Interessante è che, in ogni caso, ci troviamo in un’epoca in cui le streghe son tornate. Ma non in senso persecutorio. Bensì, nell’interpretazione antropologica di Giorgio Galli, che vede un intreccio intimo tra avanzamento della libertà nelle sue forme democratiche e l’emancipazione femminile. La poesia della Peluso sta dentro questo corpo a corpo in cui l’arcaico-maschile fa resistenza all’inaudito-femminile. La poesia è la lingua che più risente di questo incontro di genere che è anche scontro di civiltà.
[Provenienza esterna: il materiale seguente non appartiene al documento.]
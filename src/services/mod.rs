pub mod bill_service;
pub mod handover_service;
pub mod order_service;
pub mod room_service;

pub use bill_service::*;
pub use handover_service::*;
pub use order_service::*;
pub use room_service::*;
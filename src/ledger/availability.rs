use crate::entities::{order_entity, room_entity};
use crate::ledger::stay::StayType;
use chrono::NaiveDate;

/// 候选预订的日期区间
#[derive(Debug, Clone, Copy, PartialEq, Eq)]
pub struct StaySpan {
    pub check_in: NaiveDate,
    pub check_out: NaiveDate,
}

impl StaySpan {
    pub fn new(check_in: NaiveDate, check_out: NaiveDate) -> Self {
        Self {
            check_in,
            check_out,
        }
    }

    pub fn stay_type(&self) -> StayType {
        StayType::of_dates(self.check_in, self.check_out)
    }
}

/// 冲突类型，只用于生成提示文案，不构成独立规则
#[derive(Debug, Clone, Copy, PartialEq, Eq)]
pub enum ConflictKind {
    RestVsRest,
    RestVsOvernight,
    OvernightVsRest,
    OvernightVsOvernight,
}

impl ConflictKind {
    pub fn classify(candidate: StaySpan, existing: StaySpan) -> Self {
        match (candidate.stay_type(), existing.stay_type()) {
            (StayType::RestRoom, StayType::RestRoom) => ConflictKind::RestVsRest,
            (StayType::RestRoom, StayType::Overnight) => ConflictKind::RestVsOvernight,
            (StayType::Overnight, StayType::RestRoom) => ConflictKind::OvernightVsRest,
            (StayType::Overnight, StayType::Overnight) => ConflictKind::OvernightVsOvernight,
        }
    }

    pub fn describe(&self) -> &'static str {
        match self {
            ConflictKind::RestVsRest => "当日已有休息房预订",
            ConflictKind::RestVsOvernight => "当日有客房客人在住",
            ConflictKind::OvernightVsRest => "区间内已有休息房预订",
            ConflictKind::OvernightVsOvernight => "与已有客房预订日期重叠",
        }
    }
}

/// 两个日期区间是否冲突。
/// 休息房候选（入住=退房=D）：D 落在已有订单 [入住, 退房] 闭区间内即冲突；
/// 过夜候选：半开区间 [入住, 退房) 重叠判定。
pub fn overlaps(candidate: StaySpan, existing: StaySpan) -> bool {
    if candidate.check_in == candidate.check_out {
        let day = candidate.check_in;
        existing.check_in <= day && day <= existing.check_out
    } else {
        existing.check_in < candidate.check_out && existing.check_out > candidate.check_in
    }
}

/// 在给定房间的非终态订单中找出第一个冲突订单。
/// 这只是快速路径校验，并发下的正确性由建单事务里的 advisory lock 保证。
pub fn find_conflict<'a>(
    candidate: StaySpan,
    existing: &'a [order_entity::Model],
) -> Option<&'a order_entity::Model> {
    existing.iter().find(|o| {
        overlaps(
            candidate,
            StaySpan::new(o.check_in_date, o.check_out_date),
        )
    })
}

/// 房间不可订的原因
#[derive(Debug, Clone, Copy, PartialEq)]
pub enum Unavailable<'a> {
    /// 房间已关闭，任何日期都拒绝
    RoomClosed,
    /// 与已有订单的日期区间冲突
    Booked(&'a order_entity::Model),
}

/// 房间级可订性检查：先看开关状态，再做区间冲突判定
pub fn check_room<'a>(
    room: &room_entity::Model,
    candidate: StaySpan,
    occupied: &'a [order_entity::Model],
) -> Result<(), Unavailable<'a>> {
    if room.is_closed {
        return Err(Unavailable::RoomClosed);
    }
    match find_conflict(candidate, occupied) {
        Some(existing) => Err(Unavailable::Booked(existing)),
        None => Ok(()),
    }
}

#[cfg(test)]
mod tests {
    use super::*;

    fn d(s: &str) -> NaiveDate {
        s.parse().unwrap()
    }

    fn span(check_in: &str, check_out: &str) -> StaySpan {
        StaySpan::new(d(check_in), d(check_out))
    }

    fn room(is_closed: bool) -> room_entity::Model {
        room_entity::Model {
            room_number: "201".to_string(),
            room_type: "标准间".to_string(),
            is_closed,
        }
    }

    fn occupied(check_in: &str, check_out: &str) -> order_entity::Model {
        order_entity::Model {
            id: 1,
            order_id: "HD1001".to_string(),
            guest_name: "张三".to_string(),
            phone: "13800000000".to_string(),
            id_number: String::new(),
            room_type: "标准间".to_string(),
            room_number: "201".to_string(),
            check_in_date: d(check_in),
            check_out_date: d(check_out),
            status: "待入住".to_string(),
            payment_method: "现金".to_string(),
            price_map: serde_json::json!({}),
            deposit: 0.0,
            stay_type: "客房".to_string(),
            remarks: None,
            created_at: chrono::Utc::now(),
            updated_at: chrono::Utc::now(),
        }
    }

    #[test]
    fn test_overnight_overlap_symmetry() {
        let a = span("2025-06-10", "2025-06-13");
        let b = span("2025-06-12", "2025-06-15");
        assert!(overlaps(a, b));
        assert!(overlaps(b, a));
    }

    #[test]
    fn test_adjacent_intervals_do_not_conflict() {
        // b == c：前一单退房当天即可接新单
        let a = span("2025-06-10", "2025-06-12");
        let b = span("2025-06-12", "2025-06-14");
        assert!(!overlaps(a, b));
        assert!(!overlaps(b, a));
    }

    #[test]
    fn test_contained_interval_conflicts() {
        let outer = span("2025-06-10", "2025-06-20");
        let inner = span("2025-06-12", "2025-06-13");
        assert!(overlaps(outer, inner));
        assert!(overlaps(inner, outer));
    }

    #[test]
    fn test_rest_room_vs_rest_room_same_day() {
        let a = span("2025-06-20", "2025-06-20");
        let b = span("2025-06-20", "2025-06-20");
        assert!(overlaps(a, b));
        assert_eq!(ConflictKind::classify(a, b), ConflictKind::RestVsRest);
    }

    #[test]
    fn test_rest_room_inside_overnight_inclusive_boundaries() {
        let overnight = span("2025-06-10", "2025-06-12");
        // 闭区间：入住日、中间日、退房日均冲突
        for day in ["2025-06-10", "2025-06-11", "2025-06-12"] {
            let rest = span(day, day);
            assert!(overlaps(rest, overnight), "{day}");
        }
        let before = span("2025-06-09", "2025-06-09");
        let after = span("2025-06-13", "2025-06-13");
        assert!(!overlaps(before, overnight));
        assert!(!overlaps(after, overnight));
    }

    #[test]
    fn test_rest_room_different_day_no_conflict() {
        let a = span("2025-06-20", "2025-06-20");
        let b = span("2025-06-21", "2025-06-21");
        assert!(!overlaps(a, b));
    }

    #[test]
    fn test_closed_room_rejected_even_when_vacant() {
        // 关闭的房间没有任何在途订单也不可预订
        let result = check_room(&room(true), span("2025-06-10", "2025-06-12"), &[]);
        assert_eq!(result, Err(Unavailable::RoomClosed));
    }

    #[test]
    fn test_open_room_falls_through_to_interval_check() {
        let candidate = span("2025-06-10", "2025-06-12");
        let existing = [occupied("2025-06-11", "2025-06-13")];
        assert!(matches!(
            check_room(&room(false), candidate, &existing),
            Err(Unavailable::Booked(_))
        ));
        assert!(check_room(&room(false), candidate, &[]).is_ok());
    }

    #[test]
    fn test_conflict_kind_description() {
        let rest = span("2025-06-20", "2025-06-20");
        let overnight = span("2025-06-19", "2025-06-21");
        assert_eq!(
            ConflictKind::classify(rest, overnight),
            ConflictKind::RestVsOvernight
        );
        assert_eq!(
            ConflictKind::classify(overnight, rest),
            ConflictKind::OvernightVsRest
        );
    }
}
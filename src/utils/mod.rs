pub mod phone;

pub use phone::validate_cn_phone;
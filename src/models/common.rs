use serde::{Deserialize, Serialize};
use utoipa::ToSchema;

/// 错误响应体中的 error 字段（code 为稳定的机器可读码）
#[derive(Debug, Serialize, Deserialize, ToSchema)]
pub struct ApiError {
    pub code: String,
    pub message: String,
}
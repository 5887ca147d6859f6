use crate::entities::order_entity;
use crate::ledger::pricing::{self, PriceMap};
use chrono::{DateTime, NaiveDate, Utc};
use serde::{Deserialize, Serialize};
use utoipa::ToSchema;

/// 房价既可以传单一价格，也可以传按日房价表；
/// 单一价格在校验前会被展开到每个应计费夜晚
#[derive(Debug, Clone, Serialize, Deserialize, ToSchema)]
#[serde(untagged)]
pub enum PriceInput {
    Scalar(f64),
    PerNight(PriceMap),
}

impl PriceInput {
    pub fn into_price_map(self, check_in: NaiveDate, check_out: NaiveDate) -> PriceMap {
        match self {
            PriceInput::Scalar(price) => pricing::expand_scalar(price, check_in, check_out),
            PriceInput::PerNight(map) => map,
        }
    }
}

#[derive(Debug, Clone, Deserialize, ToSchema)]
pub struct CreateOrderRequest {
    pub order_id: String,
    pub guest_name: String,
    pub phone: String,
    #[serde(default)]
    pub id_number: Option<String>,
    pub room_type: String,
    pub room_number: String,
    pub check_in_date: NaiveDate,
    pub check_out_date: NaiveDate,
    /// 缺省为待入住
    #[serde(default)]
    pub status: Option<String>,
    pub payment_method: String,
    pub price: PriceInput,
    #[serde(default)]
    pub deposit: Option<f64>,
    /// 客户端可传但不被信任，与日期推导不符时只记警告
    #[serde(default)]
    pub stay_type: Option<String>,
    #[serde(default)]
    pub remarks: Option<String>,
}

#[derive(Debug, Clone, Default, Deserialize, ToSchema)]
pub struct UpdateOrderRequest {
    pub guest_name: Option<String>,
    pub phone: Option<String>,
    pub id_number: Option<String>,
    pub room_type: Option<String>,
    pub room_number: Option<String>,
    pub check_in_date: Option<NaiveDate>,
    pub check_out_date: Option<NaiveDate>,
    pub payment_method: Option<String>,
    pub price: Option<PriceInput>,
    pub deposit: Option<f64>,
    pub remarks: Option<String>,
    /// 修改原因，写入审计流水
    pub reason: Option<String>,
}

#[derive(Debug, Clone, Deserialize, ToSchema)]
pub struct UpdateOrderStatusRequest {
    pub status: String,
}

#[derive(Debug, Clone, Deserialize, ToSchema)]
pub struct OrderQuery {
    pub page: Option<u64>,
    pub page_size: Option<u64>,
    pub status: Option<String>,
    pub room_number: Option<String>,
    pub guest_name: Option<String>,
    pub start_date: Option<NaiveDate>,
    pub end_date: Option<NaiveDate>,
}

#[derive(Debug, Serialize, ToSchema)]
pub struct OrderResponse {
    pub order_id: String,
    pub guest_name: String,
    pub phone: String,
    pub id_number: String,
    pub room_type: String,
    pub room_number: String,
    pub check_in_date: NaiveDate,
    pub check_out_date: NaiveDate,
    pub status: String,
    pub payment_method: String,
    pub price_map: PriceMap,
    pub deposit: f64,
    pub stay_type: String,
    pub remarks: Option<String>,
    pub created_at: DateTime<Utc>,
    pub updated_at: DateTime<Utc>,
}

impl From<order_entity::Model> for OrderResponse {
    fn from(m: order_entity::Model) -> Self {
        let price_map: PriceMap = serde_json::from_value(m.price_map).unwrap_or_default();
        Self {
            order_id: m.order_id,
            guest_name: m.guest_name,
            phone: m.phone,
            id_number: m.id_number,
            room_type: m.room_type,
            room_number: m.room_number,
            check_in_date: m.check_in_date,
            check_out_date: m.check_out_date,
            status: m.status,
            payment_method: m.payment_method,
            price_map,
            deposit: m.deposit,
            stay_type: m.stay_type,
            remarks: m.remarks,
            created_at: m.created_at,
            updated_at: m.updated_at,
        }
    }
}

/// 押金现状：{押金, 已退, 剩余}
#[derive(Debug, Serialize, ToSchema)]
pub struct DepositStatusResponse {
    pub deposit: f64,
    pub refunded: f64,
    pub remaining: f64,
}
use crate::config::HandoverConfig;
use crate::entities::bill_entity;
use crate::ledger::stay::{PaymentMethod, StayType};
use std::collections::BTreeMap;

/// 账单变动类型
#[derive(Debug, Clone, Copy, PartialEq, Eq)]
pub enum ChangeType {
    /// 订单结算（"订单账单"）
    Settlement,
    /// 退押变动行（"退押"）
    DepositRefund,
}

impl ChangeType {
    pub fn as_str(&self) -> &'static str {
        match self {
            ChangeType::Settlement => "订单账单",
            ChangeType::DepositRefund => "退押",
        }
    }

    pub fn parse(s: &str) -> Option<Self> {
        match s {
            "订单账单" => Some(ChangeType::Settlement),
            "退押" => Some(ChangeType::DepositRefund),
            _ => None,
        }
    }
}

/// 参与当日对账的账单行，从 bills 表行投影而来
#[derive(Debug, Clone, Copy, PartialEq)]
pub struct BillEntry {
    pub change_type: ChangeType,
    pub stay_type: StayType,
    pub pay_way: PaymentMethod,
    pub deposit: f64,
    pub room_fee: f64,
    pub change_price: f64,
}

impl BillEntry {
    /// 未知 change_type 的历史行不参与对账
    pub fn from_model(m: &bill_entity::Model) -> Option<Self> {
        Some(Self {
            change_type: ChangeType::parse(&m.change_type)?,
            stay_type: StayType::parse(&m.stay_type).unwrap_or(StayType::Overnight),
            pay_way: PaymentMethod::parse_lossy(&m.pay_way),
            deposit: m.deposit,
            room_fee: m.room_fee,
            change_price: m.change_price,
        })
    }
}

/// 单一支付方式一天的对账结果
#[derive(Debug, Clone, Copy, PartialEq, Default)]
pub struct MethodDay {
    /// 备用金 = 前一日同方式的交接金额
    pub reserve: f64,
    pub room_income: f64,
    pub rest_income: f64,
    /// 房租收入为人工录入项，计算时只透传
    pub rent_income: f64,
    pub room_refund: f64,
    pub rest_refund: f64,
    pub retained: f64,
}

impl MethodDay {
    pub fn total_income(&self) -> f64 {
        self.reserve + self.room_income + self.rest_income + self.rent_income
    }

    pub fn handover(&self) -> f64 {
        self.total_income() - self.room_refund - self.rest_refund - self.retained
    }
}

/// 取消的订单不计费：其结算行不参与当日对账。
/// 退押行始终参与，退出去的钱是真实的现金流出。
pub fn counts_for_day(change: ChangeType, order_cancelled: bool) -> bool {
    match change {
        ChangeType::Settlement => !order_cancelled,
        ChangeType::DepositRefund => true,
    }
}

pub fn retained_for(config: &HandoverConfig, method: PaymentMethod) -> f64 {
    match method {
        PaymentMethod::Cash => config.retained_cash,
        PaymentMethod::Wechat => config.retained_wechat,
        PaymentMethod::Digital => config.retained_digital,
        PaymentMethod::Other => config.retained_other,
    }
}

/// 计算某业务日全部 4 种支付方式的对账。
///
/// 结算行把押金计入毛收入，退押日再按退押行扣回——收进来记一次、
/// 退出去记一次，两本账的口径必须与历史数据保持一致,不做合并简化。
pub fn compute_day(
    prev_handover: &BTreeMap<PaymentMethod, f64>,
    bills: &[BillEntry],
    rent_income: &BTreeMap<PaymentMethod, f64>,
    config: &HandoverConfig,
) -> BTreeMap<PaymentMethod, MethodDay> {
    let mut result: BTreeMap<PaymentMethod, MethodDay> = PaymentMethod::ALL
        .iter()
        .map(|&m| {
            (
                m,
                MethodDay {
                    reserve: prev_handover.get(&m).copied().unwrap_or(0.0),
                    rent_income: rent_income.get(&m).copied().unwrap_or(0.0),
                    retained: retained_for(config, m),
                    ..Default::default()
                },
            )
        })
        .collect();

    for bill in bills {
        let day = result
            .get_mut(&bill.pay_way)
            .expect("all payment methods pre-seeded");
        match (bill.change_type, bill.stay_type) {
            (ChangeType::Settlement, StayType::Overnight) => {
                day.room_income += bill.room_fee + bill.deposit;
            }
            (ChangeType::Settlement, StayType::RestRoom) => {
                day.rest_income += bill.room_fee + bill.deposit;
            }
            (ChangeType::DepositRefund, StayType::Overnight) => {
                day.room_refund += bill.change_price.abs();
            }
            (ChangeType::DepositRefund, StayType::RestRoom) => {
                day.rest_refund += bill.change_price.abs();
            }
        }
    }

    result
}

#[cfg(test)]
mod tests {
    use super::*;

    fn settlement(pay_way: PaymentMethod, stay_type: StayType, room_fee: f64, deposit: f64) -> BillEntry {
        BillEntry {
            change_type: ChangeType::Settlement,
            stay_type,
            pay_way,
            deposit,
            room_fee,
            change_price: 0.0,
        }
    }

    fn refund(pay_way: PaymentMethod, stay_type: StayType, amount: f64) -> BillEntry {
        BillEntry {
            change_type: ChangeType::DepositRefund,
            stay_type,
            pay_way,
            deposit: 0.0,
            room_fee: 0.0,
            change_price: -amount,
        }
    }

    #[test]
    fn test_reserve_chains_from_previous_handover() {
        // 前一日现金交接 1800，当日现金备用金必须是 1800
        let mut prev = BTreeMap::new();
        prev.insert(PaymentMethod::Cash, 1800.0);

        let days = compute_day(&prev, &[], &BTreeMap::new(), &HandoverConfig::default());
        assert_eq!(days[&PaymentMethod::Cash].reserve, 1800.0);
        assert_eq!(days[&PaymentMethod::Wechat].reserve, 0.0);
    }

    #[test]
    fn test_missing_previous_day_means_zero_reserve() {
        let days = compute_day(
            &BTreeMap::new(),
            &[],
            &BTreeMap::new(),
            &HandoverConfig::default(),
        );
        for m in PaymentMethod::ALL {
            assert_eq!(days[&m].reserve, 0.0);
        }
    }

    #[test]
    fn test_retained_policy_cash_only_by_default() {
        let config = HandoverConfig::default();
        let days = compute_day(&BTreeMap::new(), &[], &BTreeMap::new(), &config);
        assert_eq!(days[&PaymentMethod::Cash].retained, 320.0);
        assert_eq!(days[&PaymentMethod::Wechat].retained, 0.0);
        assert_eq!(days[&PaymentMethod::Digital].retained, 0.0);
        assert_eq!(days[&PaymentMethod::Other].retained, 0.0);
    }

    #[test]
    fn test_settlement_income_includes_deposit() {
        // 押金在结算日计入毛收入，退押日再扣回
        let bills = [
            settlement(PaymentMethod::Cash, StayType::Overnight, 470.0, 100.0),
            settlement(PaymentMethod::Cash, StayType::RestRoom, 150.0, 50.0),
        ];
        let days = compute_day(
            &BTreeMap::new(),
            &bills,
            &BTreeMap::new(),
            &HandoverConfig::default(),
        );
        let cash = &days[&PaymentMethod::Cash];
        assert_eq!(cash.room_income, 570.0);
        assert_eq!(cash.rest_income, 200.0);
        assert_eq!(cash.total_income(), 770.0);
        assert_eq!(cash.handover(), 770.0 - 320.0);
    }

    #[test]
    fn test_refunds_subtract_by_stay_type() {
        let bills = [
            settlement(PaymentMethod::Wechat, StayType::Overnight, 300.0, 100.0),
            refund(PaymentMethod::Wechat, StayType::Overnight, 100.0),
            refund(PaymentMethod::Wechat, StayType::RestRoom, 30.0),
        ];
        let days = compute_day(
            &BTreeMap::new(),
            &bills,
            &BTreeMap::new(),
            &HandoverConfig::default(),
        );
        let wechat = &days[&PaymentMethod::Wechat];
        assert_eq!(wechat.room_income, 400.0);
        assert_eq!(wechat.room_refund, 100.0);
        assert_eq!(wechat.rest_refund, 30.0);
        assert_eq!(wechat.handover(), 400.0 - 100.0 - 30.0);
    }

    #[test]
    fn test_rent_income_passes_through() {
        let mut rent = BTreeMap::new();
        rent.insert(PaymentMethod::Other, 600.0);
        let days = compute_day(
            &BTreeMap::new(),
            &[],
            &rent,
            &HandoverConfig::default(),
        );
        assert_eq!(days[&PaymentMethod::Other].rent_income, 600.0);
        assert_eq!(days[&PaymentMethod::Other].total_income(), 600.0);
    }

    #[test]
    fn test_methods_are_isolated() {
        let bills = [
            settlement(PaymentMethod::Cash, StayType::Overnight, 200.0, 0.0),
            settlement(PaymentMethod::Digital, StayType::Overnight, 500.0, 0.0),
        ];
        let days = compute_day(
            &BTreeMap::new(),
            &bills,
            &BTreeMap::new(),
            &HandoverConfig::default(),
        );
        assert_eq!(days[&PaymentMethod::Cash].room_income, 200.0);
        assert_eq!(days[&PaymentMethod::Digital].room_income, 500.0);
        assert_eq!(days[&PaymentMethod::Wechat].room_income, 0.0);
    }

    #[test]
    fn test_cancelled_order_settlement_not_billable() {
        assert!(!counts_for_day(ChangeType::Settlement, true));
        assert!(counts_for_day(ChangeType::Settlement, false));
        // 已退出去的押金照常扣账
        assert!(counts_for_day(ChangeType::DepositRefund, true));
    }

    #[test]
    fn test_change_type_round_trip() {
        assert_eq!(ChangeType::parse("订单账单"), Some(ChangeType::Settlement));
        assert_eq!(ChangeType::parse("退押"), Some(ChangeType::DepositRefund));
        assert_eq!(ChangeType::parse("调整"), None);
    }
}
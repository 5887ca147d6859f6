use crate::models::*;
use crate::services::BillService;
use actix_web::{HttpResponse, ResponseError, Result, web};
use serde_json::json;

#[utoipa::path(
    get,
    path = "/api/bills",
    tag = "bill",
    params(
        ("page" = Option<u64>, Query, description = "页码"),
        ("page_size" = Option<u64>, Query, description = "每页数量"),
        ("stay_date" = Option<String>, Query, description = "归属日"),
        ("order_id" = Option<String>, Query, description = "订单号")
    ),
    responses(
        (status = 200, description = "获取账单列表成功")
    )
)]
pub async fn list_bills(
    bill_service: web::Data<BillService>,
    query: web::Query<BillQuery>,
) -> Result<HttpResponse> {
    match bill_service.list_bills(&query).await {
        Ok(response) => Ok(HttpResponse::Ok().json(json!({
            "success": true,
            "data": response
        }))),
        Err(e) => Ok(e.error_response()),
    }
}

pub fn bill_config(cfg: &mut web::ServiceConfig) {
    cfg.service(web::scope("/bills").route("", web::get().to(list_bills)));
}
Non è un caso che il corpo è sempre protagonista. Cosa fa la differenza tra poesia e poesia (non mi permetto di giudicare cosa non è poesia)? La differenza la fa il respiro umano che inserisce il verso dentro un mondo e da un’anima al corpo. Mentre la parola erotica oggettivizzata è aliena a sé stessa (pur essendo esplicita ha bisogno della tutela intellettuale) e il corpo è pura carne (ri)prodotta (perché del sesso ne fa una parodia). La poesia della Peluso sta nel mondo dell’erotismo quale medium di civiltà. Sta fuori dal sacro, inteso come fredda e distante liturgia di potere. Sta dentro una delle forme della santità. Che, come si sa, è sempre mistica e sensuale.